In 1961, John F. Melby, then the Director of the Office for Foreign Students published a report titled Looking Glass for Americans: A Study of Foreign Students at the University of Pennsylvania. In the conclusion of his report, he looked towards the attitudes of the Pennsylvania campus and of the United States on, what was virtually, the question of global engagement. Melby stated,
[w]e believe, from our experience, that the diversities of man are only a veneer. One must know a great deal about that veneer in order to penetrate it without arousing hostility, misunderstanding or resistance… [w]e in no sense underestimate the importance of knowledge and understanding of the veneer; we are impressed that underneath it the frustrations, needs, hopes, desires, and satisfactions of all men are much the same. A great deal of discussion is taking place these days about the proper role of the University in world affairs… Is the American university doing what it should in these areas?

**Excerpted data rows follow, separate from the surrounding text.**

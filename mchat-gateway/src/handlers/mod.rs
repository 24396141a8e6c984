//! HTTP request handlers for the session gateway

pub mod config;
pub mod health;
pub mod session;
pub mod types;

pub use config::*;
pub use health::*;
pub use session::*;
pub use types::*;
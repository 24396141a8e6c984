//! Session and message handlers
//!
//! Each handler extracts the cookie jar, passes it to [`SessionGateway`] and
//! returns whatever jar comes back so cookie changes reach the browser.
//!
//! [`SessionGateway`]: crate::session::SessionGateway

use super::types::SessionResponse;
use crate::{AppState, WebError};
use axum::{
    extract::State,
    response::{IntoResponse, Json, Response},
};
use axum_extra::extract::cookie::CookieJar;
use mchat_core::{AuthAction, Credentials, Message};

/// `GET /api/messages`
pub async fn fetch_messages(
    State(state): State<AppState>,
    jar: CookieJar,
) -> Result<Json<Vec<Message>>, WebError> {
    let messages = state.session.fetch_messages(&jar).await?;
    Ok(Json(messages))
}

/// `GET /api/session/user`
///
/// A cookie that does not parse is cleared so the browser stops sending it.
pub async fn current_user(State(state): State<AppState>, jar: CookieJar) -> Response {
    match state.session.get_current_user(&jar) {
        Ok(user) => Json(user).into_response(),
        Err(e) => (state.session.clear_user(jar), WebError::from(e)).into_response(),
    }
}

/// `POST /api/session/login`
pub async fn login(
    State(state): State<AppState>,
    jar: CookieJar,
    Json(credentials): Json<Credentials>,
) -> (CookieJar, Json<SessionResponse>) {
    let (jar, success) = state
        .session
        .sign_in(AuthAction::Login, jar, credentials)
        .await;
    (jar, Json(SessionResponse { success }))
}

/// `POST /api/session/signup`
pub async fn signup(
    State(state): State<AppState>,
    jar: CookieJar,
    Json(credentials): Json<Credentials>,
) -> (CookieJar, Json<SessionResponse>) {
    let (jar, success) = state
        .session
        .sign_in(AuthAction::Signup, jar, credentials)
        .await;
    (jar, Json(SessionResponse { success }))
}

/// `POST /api/session/logout`
pub async fn logout(
    State(state): State<AppState>,
    jar: CookieJar,
) -> (CookieJar, Json<SessionResponse>) {
    (
        state.session.logout(jar),
        Json(SessionResponse { success: true }),
    )
}
//! Configuration view

use crate::AppState;
use axum::{extract::State, response::Json};

/// Public subset of the running configuration
pub async fn get_config(State(state): State<AppState>) -> Json<serde_json::Value> {
    Json(serde_json::json!({
        "host": state.config.server.host,
        "port": state.config.server.port,
        "backend_url": state.session.backend().base_url(),
    }))
}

This brief history of global engagement at the University of Pennsylvania teaches at least one huge lesson: that Penn can now answer Melby’s question. This report has examined the histories of International House, the Office of International Programs, Penn’s international relationships and its involvement in world crises. In all examples, the Penn community has persevered to one common goal: to establish the campus as an international haven and in so doing have made Penn’s impact on the world incontrovertible. The history is one of survival: International House survived the Great Depression and gigantic financial difficulties to become a hallmark of the Penn community, even if it is not officially a part of the campus. The Office for Foreign Students, though for quite some time understaffed for the task it had been assigned, maintained good standards of service and was led by committed directors with incredible skills. Penn’s international relations, regardless of source, have forged a unique place in the world for Penn to become renowned as the American university it is. As for its involvement in the international crises of the 20th century, Penn did not falter once. Rather, its record of involvement in times of conflict is astounding, and the memorials across campus are dedicated to those Penn community members who devoted their service not only to their country, but to their world. In every aspect of global engagement, the University of Pennsylvania has succeeded, and will continue to do so in the future.